慢病毒有广泛的宿主范围，能够有效地感染分裂细胞、非分裂细胞，特别适合于一些难转染的细胞（如原代细胞、干细胞、不分化的细胞）和对腺病毒染具有较强免疫反应的细胞（如树突状细胞、单核细胞和间充质干细胞）等，能大大提高目的基因转导效率，而且目的基因整合到宿主细胞基因组的几率大大增加。

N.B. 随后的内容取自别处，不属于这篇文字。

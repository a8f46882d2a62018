use std::os::unix::fs::{FileTypeExt, MetadataExt, PermissionsExt};
use std::os::unix::net::{UnixListener, UnixStream};
use std::path::{Path, PathBuf};

use tracing::{debug, info};

use crate::error::{Result, TransportError};
use crate::traits::IpcStream;

/// Unix domain socket listener for `muxprims serve --socket`.
///
/// The socket file is created with owner-only permissions and removed on
/// drop, unless something else has replaced it in the meantime.
pub struct UnixDomainSocket {
    listener: UnixListener,
    path: PathBuf,
    identity: (u64, u64),
}

impl UnixDomainSocket {
    /// Default permission mode for created socket paths.
    pub const DEFAULT_SOCKET_MODE: u32 = 0o600;

    /// `sockaddr_un.sun_path` is 108 bytes on Linux, 104 on macOS and the BSDs.
    #[cfg(target_os = "linux")]
    const MAX_PATH_LEN: usize = 108;
    #[cfg(not(target_os = "linux"))]
    const MAX_PATH_LEN: usize = 104;

    /// Bind and listen on `path` with [`Self::DEFAULT_SOCKET_MODE`].
    pub fn bind(path: impl AsRef<Path>) -> Result<Self> {
        Self::bind_with_mode(path, Self::DEFAULT_SOCKET_MODE)
    }

    /// Bind and listen on `path` with an explicit permission mode.
    ///
    /// A stale socket at `path` is replaced; any other kind of file is an error.
    pub fn bind_with_mode(path: impl AsRef<Path>, mode: u32) -> Result<Self> {
        let path = path.as_ref().to_path_buf();
        let len = path.as_os_str().len();
        if len >= Self::MAX_PATH_LEN {
            return Err(TransportError::PathTooLong {
                path,
                len,
                max: Self::MAX_PATH_LEN,
            });
        }

        let bind_err = |source: std::io::Error| TransportError::Bind {
            path: path.clone(),
            source,
        };

        remove_stale_socket(&path).map_err(bind_err)?;
        let listener = UnixListener::bind(&path).map_err(bind_err)?;
        std::fs::set_permissions(&path, std::fs::Permissions::from_mode(mode)).map_err(bind_err)?;
        let metadata = std::fs::symlink_metadata(&path).map_err(bind_err)?;

        info!(?path, mode = %format!("{mode:o}"), "listening on unix domain socket");

        Ok(Self {
            listener,
            path,
            identity: (metadata.dev(), metadata.ino()),
        })
    }

    /// Accept the next connection (blocking).
    pub fn accept(&self) -> Result<IpcStream> {
        let (stream, _addr) = self.listener.accept().map_err(TransportError::Accept)?;
        let stream = IpcStream::from_unix(stream);
        match stream.peer_credentials() {
            Some((uid, gid, pid)) => debug!(uid, gid, pid, "accepted connection"),
            None => debug!("accepted connection"),
        }
        Ok(stream)
    }

    /// Connect to a listening socket (blocking).
    pub fn connect(path: impl AsRef<Path>) -> Result<IpcStream> {
        let path = path.as_ref();
        let stream = UnixStream::connect(path).map_err(|source| TransportError::Connect {
            path: path.to_path_buf(),
            source,
        })?;
        debug!(?path, "connected to unix domain socket");
        Ok(IpcStream::from_unix(stream))
    }

    /// The path this socket is bound to.
    pub fn path(&self) -> &Path {
        &self.path
    }
}

fn remove_stale_socket(path: &Path) -> std::io::Result<()> {
    let metadata = match std::fs::symlink_metadata(path) {
        Ok(metadata) => metadata,
        Err(err) if err.kind() == std::io::ErrorKind::NotFound => return Ok(()),
        Err(err) => return Err(err),
    };
    if !metadata.file_type().is_socket() {
        return Err(std::io::Error::new(
            std::io::ErrorKind::AlreadyExists,
            "existing path is not a unix socket",
        ));
    }
    debug!(?path, "removing stale socket");
    std::fs::remove_file(path)
}

impl Drop for UnixDomainSocket {
    fn drop(&mut self) {
        let Ok(metadata) = std::fs::symlink_metadata(&self.path) else {
            return;
        };
        if metadata.file_type().is_socket() && (metadata.dev(), metadata.ino()) == self.identity {
            debug!(path = ?self.path, "removing socket file");
            let _ = std::fs::remove_file(&self.path);
        } else {
            debug!(path = ?self.path, "socket path replaced; leaving it alone");
        }
    }
}

#[cfg(test)]
mod tests {
    use std::io::{Read, Write};

    use super::*;

    fn temp_dir(tag: &str) -> PathBuf {
        let dir = PathBuf::from(format!(
            "/tmp/muxt-{tag}-{}-{}",
            std::process::id(),
            std::time::SystemTime::now()
                .duration_since(std::time::UNIX_EPOCH)
                .unwrap()
                .as_nanos()
        ));
        std::fs::create_dir_all(&dir).unwrap();
        dir
    }

    #[test]
    fn bind_accept_connect() {
        let dir = temp_dir("accept");
        let sock_path = dir.join("mux.sock");

        let listener = UnixDomainSocket::bind(&sock_path).unwrap();
        assert!(sock_path.exists());

        let path_clone = sock_path.clone();
        let handle = std::thread::spawn(move || {
            let mut client = UnixDomainSocket::connect(&path_clone).unwrap();
            client.write_all(b"hello").unwrap();
        });

        let mut server = listener.accept().unwrap();
        let mut buf = [0u8; 5];
        server.read_exact(&mut buf).unwrap();
        assert_eq!(&buf, b"hello");
        handle.join().unwrap();

        drop(listener);
        assert!(!sock_path.exists(), "socket file should be removed on drop");
        let _ = std::fs::remove_dir_all(&dir);
    }

    #[test]
    fn path_too_long_is_rejected() {
        let long_path = "/tmp/".to_string() + &"m".repeat(200) + ".sock";
        let result = UnixDomainSocket::bind(&long_path);
        assert!(matches!(result, Err(TransportError::PathTooLong { .. })));
    }

    #[test]
    fn socket_mode_is_owner_only() {
        let dir = temp_dir("mode");
        let sock_path = dir.join("mode.sock");

        let listener = UnixDomainSocket::bind(&sock_path).unwrap();
        let mode = std::fs::metadata(&sock_path).unwrap().permissions().mode() & 0o777;
        assert_eq!(mode, 0o600);

        drop(listener);
        let _ = std::fs::remove_dir_all(&dir);
    }

    #[test]
    fn regular_file_is_not_replaced() {
        let dir = temp_dir("regular");
        let sock_path = dir.join("plain.sock");
        std::fs::write(&sock_path, b"not a socket").unwrap();

        let result = UnixDomainSocket::bind(&sock_path);
        assert!(matches!(result, Err(TransportError::Bind { .. })));
        assert_eq!(std::fs::read(&sock_path).unwrap(), b"not a socket");

        let _ = std::fs::remove_dir_all(&dir);
    }

    #[test]
    fn stale_socket_is_replaced() {
        let dir = temp_dir("stale");
        let sock_path = dir.join("stale.sock");

        let first = UnixDomainSocket::bind(&sock_path).unwrap();
        std::mem::forget(first);
        let second = UnixDomainSocket::bind(&sock_path).unwrap();
        assert_eq!(second.path(), sock_path.as_path());

        drop(second);
        let _ = std::fs::remove_dir_all(&dir);
    }
}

同时适用范围更广，不仅能用于体外实验，还能用于活体动物模型，尤其是动物成瘤实验。
Cre-LoxP系统之类的东西

Cre-LoxP系统是一种重组酶系统，能够控制基因组DNA中位点特异性重组的发生，被广泛应用于特异位点的基因敲除、基因插入、基因翻转和基因易位，可达到在基因水平上对生物体进行定向遗传改造的目的，其主要由Cre与LoxP两部分组成。Cre是一种重组酶，于1981年从P1噬菌体中发现，属于AInt酶超基因家族。Cre重组酶，能够特异性识别LoxP位点，使2个LoxP位点之间的DNA进行精确的位点特异性重组。LoxP则是位于P1噬菌体中的34bp序列，由两个13bp的反向回文序列和8bp的中间间隔序列共同组成，间隔序列决定了LoxP的方向。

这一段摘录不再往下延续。